I am working on designing heterogeneous systems that improve performance and/or cost. Heterogeneous systems allow for optimized designs that take advantage of the strengths of each type of component. For example, Deep Neural Network (DNN) models are a popular Machine Learning (ML) technique that has fueled the recent growth in Artificial Intelligence (AI), and we’ve demonstrated how to optimize their execution by splitting the computation across both GPU and CPU resources [3]. Our code is open-sourced at https://github.com/minus-one/sir_plus. Since most users access these AI tools over the web, we’ve researched how networking hardware within servers can be optimized to interact efficiently with GPU and CPU resources [4]. Our code is available at https://github.com/minus-one/splitrpc. By considering the heterogeneity within systems and optimizing them for their strengths, we expect our work to be impactful for improving performance and efficiency, especially for popular AI/ML systems.

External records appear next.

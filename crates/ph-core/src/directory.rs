//! Job directory: the current job → table mapping.
//!
//! The mapping is an immutable snapshot behind an [`ArcSwap`]. A reload
//! builds a complete new map and swaps it in, so lookups never block and
//! never observe a half-built map.

use arc_swap::ArcSwap;
use std::collections::HashMap;
use std::sync::Arc;
use tracing::{debug, warn};

use ph_config::JobEntry;

/// Shared job → table mapping, refreshed wholesale.
#[derive(Debug)]
pub struct JobDirectory {
    snapshot: ArcSwap<HashMap<String, String>>,
}

impl Default for JobDirectory {
    fn default() -> Self {
        Self::new()
    }
}

impl JobDirectory {
    /// An empty directory.
    pub fn new() -> Self {
        Self {
            snapshot: ArcSwap::from_pointee(HashMap::new()),
        }
    }

    pub fn from_entries(entries: &[JobEntry]) -> Self {
        let directory = Self::new();
        directory.load(entries);
        directory
    }

    /// Replace the whole mapping. When a job name repeats, the later entry
    /// wins.
    pub fn load(&self, entries: &[JobEntry]) {
        let mut map = HashMap::with_capacity(entries.len());
        for entry in entries {
            if let Some(previous) = map.insert(entry.name.clone(), entry.table.clone()) {
                warn!(
                    job = %entry.name,
                    previous = %previous,
                    table = %entry.table,
                    "duplicate job entry, keeping the later table"
                );
            }
        }
        debug!(jobs = map.len(), "job directory loaded");
        self.snapshot.store(Arc::new(map));
    }

    /// Table for a job, if the job is known.
    pub fn table(&self, job: &str) -> Option<String> {
        self.snapshot.load().get(job).cloned()
    }

    /// The current snapshot. Later reloads do not affect it.
    pub fn snapshot(&self) -> Arc<HashMap<String, String>> {
        self.snapshot.load_full()
    }

    /// Current entries sorted by job name.
    pub fn entries(&self) -> Vec<JobEntry> {
        let snapshot = self.snapshot.load();
        let mut entries: Vec<JobEntry> = snapshot
            .iter()
            .map(|(name, table)| JobEntry::new(name.clone(), table.clone()))
            .collect();
        entries.sort_by(|a, b| a.name.cmp(&b.name));
        entries
    }

    pub fn len(&self) -> usize {
        self.snapshot.load().len()
    }

    pub fn is_empty(&self) -> bool {
        self.snapshot.load().is_empty()
    }
}

#[cfg(test)]
mod tests {
    use super::*;

    #[test]
    fn later_duplicate_wins() {
        let dir = JobDirectory::from_entries(&[
            JobEntry::new("node", "first"),
            JobEntry::new("pods", "pod_samples"),
            JobEntry::new("node", "second"),
        ]);
        assert_eq!(dir.table("node").as_deref(), Some("second"));
        assert_eq!(dir.len(), 2);
    }

    #[test]
    fn load_replaces_wholesale() {
        let dir = JobDirectory::from_entries(&[JobEntry::new("a", "ta")]);
        dir.load(&[JobEntry::new("b", "tb")]);
        assert_eq!(dir.table("a"), None);
        assert_eq!(dir.table("b").as_deref(), Some("tb"));
    }

    #[test]
    fn snapshot_is_stable_across_reload() {
        let dir = JobDirectory::from_entries(&[JobEntry::new("a", "ta")]);
        let before = dir.snapshot();
        dir.load(&[]);
        assert_eq!(before.get("a").map(String::as_str), Some("ta"));
        assert!(dir.is_empty());
    }

    #[test]
    fn entries_are_sorted() {
        let dir = JobDirectory::from_entries(&[
            JobEntry::new("zeta", "z"),
            JobEntry::new("alpha", "a"),
        ]);
        let names: Vec<_> = dir.entries().into_iter().map(|e| e.name).collect();
        assert_eq!(names, ["alpha", "zeta"]);
    }

    #[test]
    fn concurrent_readers_see_whole_snapshots() {
        let dir = Arc::new(JobDirectory::new());
        let even: Vec<JobEntry> = (0..50)
            .map(|i| JobEntry::new(format!("job{i}"), "even"))
            .collect();
        let odd: Vec<JobEntry> = (0..50)
            .map(|i| JobEntry::new(format!("job{i}"), "odd"))
            .collect();
        dir.load(&even);

        let reader = {
            let dir = Arc::clone(&dir);
            std::thread::spawn(move || {
                for _ in 0..1_000 {
                    let snap = dir.snapshot();
                    let first = snap.get("job0").cloned();
                    assert!(snap.values().all(|t| Some(t) == first.as_ref()));
                }
            })
        };
        for i in 0..200 {
            dir.load(if i % 2 == 0 { &odd } else { &even });
        }
        reader.join().unwrap();
    }
}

Our research extends beyond hardware heterogeneity to consider how heterogeneity broadly can improve system design, particularly in the context of cloud computing. For example, our research demonstrates how to combine fast and slow servers to minimize tail latency under a fixed cost budget [2]. We have also investigated how to effectively combine different types of cloud VMs (burstable and on-demand) to lower cost while maintaining performance [1]. From the perspective of a cloud provider, we have studied how to efficiently manage a high degree of heterogeneity [5]. The success of these works will provide cloud users and providers new techniques for optimizing cost and performance through more efficient heterogeneous designs.
References
- Ataollah Fatahi Baarzi, Timothy Zhu, and Bhuvan Urgaonkar. BurScale: Using Burstable Instances for Cost-Effective Autoscaling in the Public Cloud. In ACM SOCC, New York, NY, USA, 2019. ACM.
- Adithya Kumar, Iyswarya Narayanan, Timothy Zhu, and Anand Sivasubramaniam. The Fast and The Frugal: Tail Latency Aware Provisioning for Coping with Load Variations. In The Web Conference WWW, New York, NY, USA, 2020. ACM.
- Adithya Kumar, Anand Sivasubramaniam, and Timothy Zhu. Overflowing emerging neural network inference tasks from the GPU to the CPU on heterogeneous servers. In ACM International Conference on Systems and Storage (SYSTOR), New York, NY, USA, 2022. ACM.
- Adithya Kumar, Anand Sivasubramaniam, and Timothy Zhu. SplitRPC: A {Control + Data} Path Splitting RPC Stack for ML Inference Serving. In ACM SIGMETRICS, New York, NY, USA, 2023. ACM.
- Sultan Mahmud Sajal, Luke Marshall, Beibin Li, Shandan Zhou, Abhisek Pan, Konstantina Mellou, Deepak Narayanan, Timothy Zhu, David Dion, Thomas Moscibroda, and Ishai Menache. Kerveros: Efficient and Scalable Cloud Admission Control. In USENIX OSDI, Berkeley, CA, USA, 2023. USENIX Association.